106 "..": there are quite a few instances of double full stops  
throughout the document, a simple search and replace of ".." for "." is  
required.

126 "1. First, it is recommended that web service providers reject any  
UsernameToken not using both nonce and creation timestamps.":  
recommended or RECOMMENDED as per RFC 2119 ? Same comment for next two  
points in the list and elsewhere in the document. Its not clear whether  
'recommended' is being used in the RFC 2119 sense or not. Suggest  
adopting the notations as described in section 2 (and again in the  
first section 3).

186, 204 Both examples use out of date SOAP 1.2 namespace URIs.

References

A number of out of date references are listed including SOAP 1.2 and  
XML Encryption. These should be updated to reflect the latest versions.

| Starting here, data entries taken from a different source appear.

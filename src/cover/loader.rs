/// Cover image loader
///
/// Downloads a cover over HTTP and decodes it into an RGBA bitmap.
/// The format is auto-detected from the bytes; JPEG and PNG are what the
/// catalog actually serves.

use thiserror::Error;
use tokio::task;
use tracing::debug;

use crate::state::data::Bitmap;

/// Why a cover could not be shown
///
/// Both kinds are recoverable: the caller logs them and keeps whatever
/// image it was already displaying.
#[derive(Error, Debug, Clone, PartialEq, Eq)]
pub enum CoverError {
    /// Connection, timeout, bad status, or a body that could not be read
    #[error("network error: {0}")]
    Network(String),
    /// The body was not an image we can decode
    #[error("decode error: {0}")]
    Decode(String),
}

impl From<reqwest::Error> for CoverError {
    fn from(err: reqwest::Error) -> Self {
        CoverError::Network(err.to_string())
    }
}

/// Fetch and decode the cover at `url`
///
/// # Arguments
/// * `client` - Shared HTTP client (cheap to clone)
/// * `url` - Image URL, used verbatim
pub async fn load_cover(client: reqwest::Client, url: String) -> Result<Bitmap, CoverError> {
    debug!(%url, "requesting cover");

    let response = client.get(&url).send().await?.error_for_status()?;
    let body = response.bytes().await?;

    debug!(%url, bytes = body.len(), "cover downloaded");

    // Decoding a full-size JPEG is CPU-bound, keep it off the executor
    task::spawn_blocking(move || decode_cover(&body))
        .await
        .map_err(|e| CoverError::Decode(format!("decode task failed: {}", e)))?
}

/// Decode encoded image bytes into an RGBA8 bitmap
pub fn decode_cover(bytes: &[u8]) -> Result<Bitmap, CoverError> {
    let decoded = image::load_from_memory(bytes)
        .map_err(|e| CoverError::Decode(e.to_string()))?
        .to_rgba8();

    let (width, height) = decoded.dimensions();

    Ok(Bitmap {
        width,
        height,
        pixels: decoded.into_raw(),
    })
}

#[cfg(test)]
mod tests {
    use super::*;
    use image::{DynamicImage, ImageFormat, Rgba, RgbaImage};
    use std::io::Cursor;
    use tokio::io::{AsyncReadExt, AsyncWriteExt};
    use tokio::net::TcpListener;

    fn client() -> reqwest::Client {
        reqwest::Client::builder().no_proxy().build().unwrap()
    }

    fn png_bytes() -> Vec<u8> {
        let img = RgbaImage::from_pixel(3, 2, Rgba([200, 10, 30, 255]));
        let mut buf = Vec::new();
        DynamicImage::ImageRgba8(img)
            .write_to(&mut Cursor::new(&mut buf), ImageFormat::Png)
            .unwrap();
        buf
    }

    /// Serve exactly one HTTP response on a local port and return its URL
    async fn serve_once(status: &'static str, body: Vec<u8>) -> String {
        let listener = TcpListener::bind("127.0.0.1:0").await.unwrap();
        let addr = listener.local_addr().unwrap();

        tokio::spawn(async move {
            let (mut socket, _) = listener.accept().await.unwrap();
            let mut request = [0u8; 1024];
            let _ = socket.read(&mut request).await;

            let head = format!(
                "HTTP/1.1 {}\r\nContent-Length: {}\r\nConnection: close\r\n\r\n",
                status,
                body.len()
            );
            socket.write_all(head.as_bytes()).await.unwrap();
            socket.write_all(&body).await.unwrap();
            socket.shutdown().await.unwrap();
        });

        format!("http://{}/cover.png", addr)
    }

    #[test]
    fn test_decode_png() {
        let bitmap = decode_cover(&png_bytes()).unwrap();
        assert_eq!((bitmap.width, bitmap.height), (3, 2));
        assert_eq!(bitmap.pixels.len(), 3 * 2 * 4);
        assert_eq!(&bitmap.pixels[..4], &[200, 10, 30, 255]);
    }

    #[test]
    fn test_decode_garbage_is_decode_error() {
        let result = decode_cover(b"<html>not an image</html>");
        assert!(matches!(result, Err(CoverError::Decode(_))));
    }

    #[tokio::test]
    async fn test_load_cover_ok() {
        let url = serve_once("200 OK", png_bytes()).await;
        let bitmap = load_cover(client(), url).await.unwrap();
        assert_eq!(bitmap, decode_cover(&png_bytes()).unwrap());
    }

    #[tokio::test]
    async fn test_load_cover_not_found_is_network_error() {
        let url = serve_once("404 Not Found", Vec::new()).await;
        let result = load_cover(client(), url).await;
        assert!(matches!(result, Err(CoverError::Network(_))));
    }

    #[tokio::test]
    async fn test_load_cover_non_image_is_decode_error() {
        let url = serve_once("200 OK", b"definitely not pixels".to_vec()).await;
        let result = load_cover(client(), url).await;
        assert!(matches!(result, Err(CoverError::Decode(_))));
    }

    #[tokio::test]
    async fn test_load_cover_unreachable_is_network_error() {
        // Grab a free port, then close it so nothing is listening
        let listener = TcpListener::bind("127.0.0.1:0").await.unwrap();
        let addr = listener.local_addr().unwrap();
        drop(listener);

        let url = format!("http://{}/cover.jpg", addr);
        let result = load_cover(client(), url).await;
        assert!(matches!(result, Err(CoverError::Network(_))));
    }
}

Web Services Security: X.509 Token Profile
------------------------------------------

This review refers to Web Services Security: X.509 Token Profile  
located at
http://www.oasis-open.org/committees/download.php/3214/WSS- 
X509%20draft%2010.pdf

General
Despite referring to SOAP 1.2, most, if not all, of the examples and  
namespace URIs are taken from previous versions of SOAP or early drafts  
of the SOAP 1.2 Recommendation - a pass through the document to ensure  
alignment with the SOAP 1.2 Recommendation is required.

Status
The TC home page describes documents that have achieved committee spec  
status. However the link points to a document whose status section  
indicates it is an 'interim draft'. Shouldn't the status section  
reflect the committee spec status ?

2.1 Notational Conventions

142 "This document uses the notational conventions defined in SOAP  
Message Security [WS-Security].": SOAP Message Security is colored  
blue, the reason for this isn't clear. I suspect its something related  
to the following citation, but that is already captured in the  
[WS-Security].

148 "The XML namespace URIs": XML namespace is colored blue, perhaps  
this should be followed by [XML-ns] ? Further occurances of this are  
not noted, the editors need to settle on a single citation format.

151, 152 Its surprising to see the WSS namespace URIs using the  
xmlsoap.org domain. This domain is the property of Microsoft Corp and  
they maintain control over what such namespace URI resolve to. For an  
OASIS standard one would expect namespace URIs to use the  
oasis-open.org domain instead.

153 The SOAP namespace is out of date, needs updating to the SOAP 1.2  
Recommendation namespace.

238, 285, 362 Update envelope namespace to SOAP 1.2 Recommendation  
namespace

3.3.1 Key Identifier

233 "Consequently implementations that use this form of reference  
within a signature SHOULD employ the wsse:SecurityTokenReference  
deferencing transform within a core barename XPointer reference to the  
signature key information in order to ensure that the referenced  
certificate is signed, and not just the ambiguous reference.":  
Editorial s/deferencing/dereferencing/. This could do with some  
rewording to make the intent clear, spelling out exactly what is being  
recommended (signing the ds:KeyInfo via an Xpointer reference along  
with the actual data to be signed ??). Also a reference to the  
definition of the wsse:SecurityTokenReference dereferencing transform  
would be useful here.

4 References

It would be useful to give URLs to those referenced specifications that  
are available online.

417 SOAP reference is to SOAP 1.1, should be to SOAP 1.2 Recommendation.

426, 427 references need to be filled in.